Table 1 for flashlight initial phase difference be 0 o'clock, semiconductor optical amplifier gain is 10 o'clock, all-optical logic device truth table.

Table 1

A1 in table, b1 represents input end, port A, port B is output terminal respectively, and logical value " 0 " and " 1 " indicate no signal input, x _ij be extinction ratio, be used for judging output logic value.

The implementation procedure of the utility model all-optical logic device:

1,, according to logic device output characteristic curve, find out the gain of opening the light.

2, according to turn off gain, select different gains, in conjunction with different input combinations, realize different logic functions simultaneously.
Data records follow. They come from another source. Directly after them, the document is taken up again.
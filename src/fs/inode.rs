//! Inode records and their polymorphic data payload.

use std::time::SystemTime;

use crate::errno::{errno, KernelError};
use crate::fs::devices::{self, DeviceContext, DeviceId};
use crate::fs::directory::DirectoryEntries;
use crate::ids::{FilesystemId, Gid, INumber, Uid};
use crate::perm::FilePermissions;

#[derive(Debug, Clone, Copy, PartialEq, Eq, Hash)]
pub enum FileType {
    None,
    Regular,
    Directory,
    Character,
    Link,
    Pipe,
}

/// A binary inode's payload: a stable program identifier resolved
/// through the program registry, plus a content hash (SHA-256 of the
/// identifier and version) used as a cheap identity check.
#[derive(Debug, Clone, PartialEq, Eq)]
pub struct BinaryImage {
    pub program_id: String,
    pub content_hash: String,
}

#[derive(Debug, Clone)]
pub enum INodeData {
    Regular(Vec<u8>),
    Directory(DirectoryEntries),
    Binary(BinaryImage),
    Device(DeviceId),
}

impl INodeData {
    pub fn new_directory() -> Self {
        INodeData::Directory(DirectoryEntries::new())
    }

    pub fn read(&self, size: usize, offset: usize, ctx: &DeviceContext) -> Vec<u8> {
        match self {
            INodeData::Regular(bytes) => slice_at(bytes, size, offset),
            INodeData::Directory(_) => Vec::new(),
            INodeData::Binary(_) => Vec::new(),
            INodeData::Device(device) => devices::device_read(*device, size, offset, ctx),
        }
    }

    pub fn write(&mut self, data: &[u8], offset: usize) -> Result<usize, KernelError> {
        match self {
            INodeData::Regular(bytes) => {
                let end = offset + data.len();
                if bytes.len() < end {
                    bytes.resize(end, 0);
                }
                bytes[offset..end].copy_from_slice(data);
                Ok(data.len())
            }
            INodeData::Directory(_) => Err(errno!(Eisdir, "cannot write a directory")),
            INodeData::Binary(_) => Err(errno!(Eacces, "binary images are immutable")),
            INodeData::Device(device) => devices::device_write(*device, data),
        }
    }

    pub fn append(&mut self, data: &[u8]) -> Result<usize, KernelError> {
        match self {
            INodeData::Regular(bytes) => {
                bytes.extend_from_slice(data);
                Ok(data.len())
            }
            INodeData::Directory(_) => Err(errno!(Eisdir, "cannot write a directory")),
            INodeData::Binary(_) => Err(errno!(Eacces, "binary images are immutable")),
            INodeData::Device(device) => devices::device_append(*device, data),
        }
    }

    pub fn trunc(&mut self) -> Result<(), KernelError> {
        match self {
            INodeData::Regular(bytes) => {
                bytes.clear();
                Ok(())
            }
            INodeData::Directory(_) => Err(errno!(Eisdir, "cannot truncate a directory")),
            INodeData::Binary(_) => Err(errno!(Eacces, "binary images are immutable")),
            INodeData::Device(device) => devices::device_trunc(*device),
        }
    }

    pub fn size(&self) -> usize {
        match self {
            INodeData::Regular(bytes) => bytes.len(),
            INodeData::Directory(entries) => entries.len(),
            INodeData::Binary(_) => 0,
            INodeData::Device(_) => 0,
        }
    }

    pub fn as_directory(&self) -> Result<&DirectoryEntries, KernelError> {
        match self {
            INodeData::Directory(entries) => Ok(entries),
            _ => Err(errno!(Enotdir, "not a directory")),
        }
    }

    pub fn as_directory_mut(&mut self) -> Result<&mut DirectoryEntries, KernelError> {
        match self {
            INodeData::Directory(entries) => Ok(entries),
            _ => Err(errno!(Enotdir, "not a directory")),
        }
    }

    pub fn as_binary(&self) -> Result<&BinaryImage, KernelError> {
        match self {
            INodeData::Binary(image) => Ok(image),
            _ => Err(errno!(Enoexec, "not an executable image")),
        }
    }
}

fn slice_at(bytes: &[u8], size: usize, offset: usize) -> Vec<u8> {
    if offset >= bytes.len() {
        return Vec::new();
    }
    let end = (offset + size).min(bytes.len());
    bytes[offset..end].to_vec()
}

#[derive(Debug, Clone)]
pub struct INode {
    pub inumber: INumber,
    pub permissions: FilePermissions,
    pub file_type: FileType,
    pub owner: Uid,
    pub group: Gid,
    pub time_created: SystemTime,
    pub time_modified: SystemTime,
    pub data: INodeData,
    pub filesystem_id: FilesystemId,
    pub is_mount: bool,
    pub device_number: i32,
    pub references: u32,
}

impl INode {
    pub fn new(
        inumber: INumber,
        permissions: FilePermissions,
        file_type: FileType,
        owner: Uid,
        group: Gid,
        time_created: SystemTime,
        data: INodeData,
        filesystem_id: FilesystemId,
    ) -> Self {
        INode {
            inumber,
            permissions,
            file_type,
            owner,
            group,
            time_created,
            time_modified: time_created,
            data,
            filesystem_id,
            is_mount: false,
            device_number: -1,
            references: 1,
        }
    }
}

#[cfg(test)]
mod tests {
    use super::*;

    fn regular(bytes: &[u8]) -> INodeData {
        INodeData::Regular(bytes.to_vec())
    }

    #[test]
    fn regular_write_extends_buffer_with_zero_fill() {
        let mut data = regular(b"ab");
        data.write(b"cd", 4).unwrap();
        assert_eq!(data.size(), 6);
        let ctx = DeviceContext::default();
        assert_eq!(data.read(10, 0, &ctx), b"ab\0\0cd");
    }

    #[test]
    fn append_then_read_roundtrips() {
        let mut data = regular(b"");
        data.append(b"hello").unwrap();
        let ctx = DeviceContext::default();
        assert_eq!(data.read(5, 0, &ctx), b"hello");
        assert_eq!(data.read(5, 5, &ctx), b"");
    }

    #[test]
    fn directory_trunc_is_eisdir() {
        let mut data = INodeData::new_directory();
        assert!(data.trunc().is_err());
    }

    #[test]
    fn directory_add_empty_name_is_enoent() {
        let mut data = INodeData::new_directory();
        let dir = data.as_directory_mut().unwrap();
        assert!(dir.add_child("", INumber(1)).is_err());
    }

    #[test]
    fn binary_write_rejected() {
        let mut data = INodeData::Binary(BinaryImage {
            program_id: "cat".to_string(),
            content_hash: "deadbeef".to_string(),
        });
        assert!(data.write(b"x", 0).is_err());
    }
}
3, according to turn off gain, determine suitable gain, under determined gain, select suitable input light initial phase difference, in conjunction with different input combinations, realize different logic functions simultaneously.

Claims (1)

1. the Sagnac interferometer all-optical logic device of bias amplifier in a kind of ring, comprise signal source, band-pass filter, circulator, coupler, semiconductor optical amplifier, nonlinear optical fiber, it is characterized in that: The first port (a1) of the circulator (2-1) is connected with the signal source (1-1), the second port (a2) is connected with the first port (c1) of the coupler (4), and the third port (a3 ) as output A; the first port (b1) of the circulator (2-2) is connected to the signal source (1-2), and the second port (b2) is connected to the second port (c2) of the coupler (4) , the third port (b3) as the output port B; the nonlinear optical fiber (6-3) connects the third port (c3) of the coupler (4) with the first port (d1) of the bandpass filter (3-1) Connect, connect the fourth port (c4) of the coupler (4) to the first port (e1) of the bandpass filter (3-2), connect the first port (f1) of the semiconductor optical amplifier (5) to the bandpass filter (3-2) The second port (d2) of the pass filter (3-1) is connected, and the second port (f2) of the semiconductor optical amplifier (5) is connected with the second port (e2) of the band pass filter (3-2).